Whether/when Sun released the source code isn't as relevant as the fact that JDK and JRE 1.0 in 1995 were free.
Microsoft .NET 1.0 development in 2002 required paid tools and a free version (Visual Studio Express) didn't happen until 2005. VS Express was also crippled in comparison to the paid product (VS Professional).
We can't just look at the technical features and syntax of C# and compare to Java. (E.g. they both have GC, they both have virtual machine intermediate language, etc, etc.) You also have to compare the social factors that built up around each.

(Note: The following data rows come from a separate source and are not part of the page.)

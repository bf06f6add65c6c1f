use super::BencodeResult;
use super::BencodeValue;

use std::collections::BTreeMap;
use std::io::Write;
use tracing::instrument;

fn encode_string<W: Write>(writer: &mut W, s: &[u8]) -> BencodeResult<()> {
    write!(writer, "{}:", s.len())?;
    writer.write_all(s)?;
    Ok(())
}

fn encode_integer<W: Write>(writer: &mut W, i: i64) -> BencodeResult<()> {
    write!(writer, "i{}e", i)?;
    Ok(())
}

fn encode_list<W: Write>(writer: &mut W, list: &[BencodeValue]) -> BencodeResult<()> {
    writer.write_all(b"l")?;
    for item in list {
        encode_value(writer, item)?;
    }
    writer.write_all(b"e")?;
    Ok(())
}

fn encode_dict<W: Write>(
    writer: &mut W,
    dict: &BTreeMap<Vec<u8>, BencodeValue>,
) -> BencodeResult<()> {
    writer.write_all(b"d")?;
    // BTreeMap iteration is already in ascending key order, which is the
    // canonical encoding
    for (key, value) in dict {
        encode_string(writer, key)?;
        encode_value(writer, value)?;
    }
    writer.write_all(b"e")?;
    Ok(())
}

fn encode_value<W: Write>(writer: &mut W, value: &BencodeValue) -> BencodeResult<()> {
    match value {
        BencodeValue::String(s) => encode_string(writer, s),
        BencodeValue::Integer(i) => encode_integer(writer, *i),
        BencodeValue::List(list) => encode_list(writer, list),
        BencodeValue::Dict(dict) => encode_dict(writer, dict),
    }
}

/// Encodes `value` to `writer`, byte-exact with respect to the decoder:
/// `encode(decode(b)) == b` for any canonically encoded `b`.
#[instrument(skip(writer, value), level = "trace")]
pub fn encode<W: Write>(writer: &mut W, value: &BencodeValue) -> BencodeResult<()> {
    encode_value(writer, value)
}

/// Convenience wrapper that encodes into a fresh buffer.
pub fn encode_to_vec(value: &BencodeValue) -> BencodeResult<Vec<u8>> {
    let mut buffer = Vec::new();
    encode(&mut buffer, value)?;
    Ok(buffer)
}
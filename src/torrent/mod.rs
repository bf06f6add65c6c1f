//! Torrent metainfo parsing and error handling.
//!
//! This module provides the [`file::Metainfo`] type and the errors produced
//! while loading and validating a .torrent descriptor.
use thiserror::Error;

pub mod file;
pub mod info_hash;

#[derive(Debug, Error)]
pub enum TorrentError {
    #[error("I/O error: {0}")]
    Io(#[from] std::io::Error),

    #[error("bencode decoding error: {0}")]
    Bencode(#[from] crate::bencode::BencodeError),

    #[error("invalid torrent file format: {0}")]
    InvalidFormat(String),

    #[error("missing or invalid field: {0}")]
    MissingField(String),

    #[error("pieces hash length is not a multiple of 20")]
    InvalidPiecesHashLength,

    #[error("file length {length} does not fit {pieces} pieces of {piece_length} bytes")]
    InvalidGeometry {
        length: u64,
        pieces: usize,
        piece_length: u32,
    },
}

/// Result type for torrent operations derived from `std::result`
pub type TorrentResult<T> = std::result::Result<T, TorrentError>;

MS .NET/C# was a continuation of Visual Basic 6.0, Access db, and FoxPro. Those dev tools were used for line-of-business enterprisey apps. Even Microsoft's initial offerings for web dev was ASP WebForms which tried to continue the VB WinForms desktop paradigm into a HTTP/HTML world. That was the social situation around MS dev tools and NET 1.0 continued that. It continues to this day.

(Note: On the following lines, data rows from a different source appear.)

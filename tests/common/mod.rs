use sha1::{Digest, Sha1};
use swarmbit::torrent::file::Metainfo;

/// Builds a single-file metainfo whose pieces are exactly `contents`.
pub fn meta_for(name: &str, contents: &[&[u8]], piece_length: u32) -> Metainfo {
    Metainfo {
        announce: "http://127.0.0.1:1/announce".to_string(),
        name: name.to_string(),
        length: contents.iter().map(|c| c.len() as u64).sum(),
        piece_length,
        piece_hashes: contents.iter().map(|c| Sha1::digest(c).into()).collect(),
        info_hash: [0xab; 20],
    }
}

Java had a different set of social dynamics -- and that also continues to this day -- even though a significant chunk of Java dev is also line-of-business CRUD enterprise apps. If anyone was a hacker or student with no money outside the domain of boring corporate CRUD apps, it was much more likely that he/she would scratch an itch with Java instead of C# (if it was down to a choice between those 2).

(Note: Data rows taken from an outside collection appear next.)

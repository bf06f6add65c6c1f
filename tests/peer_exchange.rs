//! Peer-to-peer piece exchange over real sockets.
mod common;

use std::sync::Arc;
use std::time::Duration;
use swarmbit::peer::session::{self, PeerSession};
use swarmbit::piece::PieceStore;
use tokio::net::TcpListener;
use tokio::task::JoinHandle;

const SEEDER_ID: [u8; 20] = *b"-SB0001-seederseeder";
const LEECHER_ID: [u8; 20] = *b"-SB0001-leecherleech";

/// Serves the store from an already-bound listener, one inbound session.
fn spawn_seeder(
    listener: TcpListener,
    store: Arc<PieceStore>,
    info_hash: [u8; 20],
) -> JoinHandle<()> {
    tokio::spawn(async move {
        let (socket, peer_addr) = listener.accept().await.unwrap();
        let mut session = PeerSession::new(
            socket,
            store,
            info_hash,
            SEEDER_ID,
            peer_addr.to_string(),
        );
        session.handshake_inbound().await.unwrap();
        let _ = session.run().await;
    })
}

async fn wait_until_complete(store: &Arc<PieceStore>) {
    tokio::time::timeout(Duration::from_secs(10), async {
        while !store.is_complete() {
            tokio::time::sleep(Duration::from_millis(20)).await;
        }
    })
    .await
    .expect("download did not complete in time");
}

#[tokio::test(flavor = "multi_thread")]
async fn single_piece_file_transfers_between_peers() {
    let meta = common::meta_for("hello.txt", &[b"hello"], 16);

    let seeder_dir = tempfile::tempdir().unwrap();
    std::fs::write(seeder_dir.path().join("hello.txt"), b"hello").unwrap();
    let seeder_store = Arc::new(PieceStore::open(&meta, seeder_dir.path()).unwrap());
    assert!(seeder_store.is_complete());

    let leecher_dir = tempfile::tempdir().unwrap();
    let leecher_store = Arc::new(PieceStore::open(&meta, leecher_dir.path()).unwrap());
    assert_eq!(leecher_store.bytes_left(), 5);

    let listener = TcpListener::bind("127.0.0.1:0").await.unwrap();
    let addr = listener.local_addr().unwrap();
    let seeder = spawn_seeder(listener, Arc::clone(&seeder_store), meta.info_hash);

    let leecher = {
        let store = Arc::clone(&leecher_store);
        let info_hash = meta.info_hash;
        tokio::spawn(async move {
            let session = session::connect(addr.to_string(), store, info_hash, LEECHER_ID)
                .await
                .unwrap();
            let _ = session.run().await;
        })
    };

    wait_until_complete(&leecher_store).await;
    assert_eq!(leecher_store.bytes_left(), 0);
    assert_eq!(
        std::fs::read(leecher_dir.path().join("hello.txt")).unwrap(),
        b"hello"
    );

    leecher.abort();
    seeder.abort();
}

#[tokio::test(flavor = "multi_thread")]
async fn short_final_piece_transfers_exactly() {
    let contents: &[&[u8]] = &[b"0123456789abcdef", b"tail"];
    let meta = common::meta_for("data.bin", contents, 16);

    let seeder_dir = tempfile::tempdir().unwrap();
    std::fs::write(seeder_dir.path().join("data.bin"), b"0123456789abcdeftail").unwrap();
    let seeder_store = Arc::new(PieceStore::open(&meta, seeder_dir.path()).unwrap());
    assert!(seeder_store.is_complete());

    let leecher_dir = tempfile::tempdir().unwrap();
    let leecher_store = Arc::new(PieceStore::open(&meta, leecher_dir.path()).unwrap());
    assert_eq!(leecher_store.bytes_left(), 20);

    let listener = TcpListener::bind("127.0.0.1:0").await.unwrap();
    let addr = listener.local_addr().unwrap();
    let seeder = spawn_seeder(listener, Arc::clone(&seeder_store), meta.info_hash);

    let leecher = {
        let store = Arc::clone(&leecher_store);
        let info_hash = meta.info_hash;
        tokio::spawn(async move {
            let session = session::connect(addr.to_string(), store, info_hash, LEECHER_ID)
                .await
                .unwrap();
            let _ = session.run().await;
        })
    };

    wait_until_complete(&leecher_store).await;

    // the final piece is 4 bytes on disk and in reads, never padded
    let last = leecher_store.read_piece(1).unwrap();
    assert_eq!(last, b"tail");
    assert!(leecher_store.verify(1, &last));
    assert_eq!(
        std::fs::read(leecher_dir.path().join("data.bin")).unwrap(),
        b"0123456789abcdeftail"
    );

    leecher.abort();
    seeder.abort();
}

#[tokio::test(flavor = "multi_thread")]
async fn mismatched_info_hash_drops_the_session() {
    let meta = common::meta_for("hello.txt", &[b"hello"], 16);

    let seeder_dir = tempfile::tempdir().unwrap();
    std::fs::write(seeder_dir.path().join("hello.txt"), b"hello").unwrap();
    let seeder_store = Arc::new(PieceStore::open(&meta, seeder_dir.path()).unwrap());

    let leecher_dir = tempfile::tempdir().unwrap();
    let leecher_store = Arc::new(PieceStore::open(&meta, leecher_dir.path()).unwrap());

    let listener = TcpListener::bind("127.0.0.1:0").await.unwrap();
    let addr = listener.local_addr().unwrap();

    let seeder = tokio::spawn(async move {
        let (socket, peer_addr) = listener.accept().await.unwrap();
        let mut session = PeerSession::new(
            socket,
            seeder_store,
            meta.info_hash,
            SEEDER_ID,
            peer_addr.to_string(),
        );
        session.handshake_inbound().await
    });

    // the leecher is in a different swarm
    let result = session::connect(addr.to_string(), leecher_store, [0xcd; 20], LEECHER_ID).await;
    assert!(result.is_err());
    assert!(seeder.await.unwrap().is_err());
}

It is not an accident that new things like Hadoop, Elasticsearch, iText for PDF, etc got written with Java first. Even though there's no technical reason to prevent those projects from getting birthed on C# before Java, the inertia of C#'s community dynamic keeps it from happening. The past matters and it overwhelms any technical equivalence between the platforms.
In general, you're correct about the difference being social, nt one of licencing. You're wrong on one thing: Microsoft's .NET 1.0 CLR and compilers were also free from day one. You never HAD to use VS to develop with .NET, any more than you HAD to use NetBeans or Eclipse to develop with Java.
Yes, the .NET SDK had a command line compiler so theoretically, it could compile .cs files for free. However, nobody used it for serious Windows Forms GUI type of work. Realistically, corporations and hobbyists had to buy VS Studio to write non-trivial apps. On the other hand, people were writing Java GUI apps with free tools. Eclipse was free back in 2001 before .NET 1.0 was released.
The only common use case I remember for the free C# command line compiler was to type in exercises from C# tutorials.
Also, even if compiling C# source code was free, the execution stack for the NET runtime was not free. MS Windows operating system licenses and MS SQL Server cost money. In comparison, Linux and MySQL were free. The different costs for deployment affected social dynamics as well.
For .NET 1.0, there was no msbuild - csproj files were not build files, and they weren't part of .NET, but part of VS. And until James Duncan Davidson got fed up with maintaining batch files and threw together Ant to manage his Tomcat build process, there was no build solution for Java, either.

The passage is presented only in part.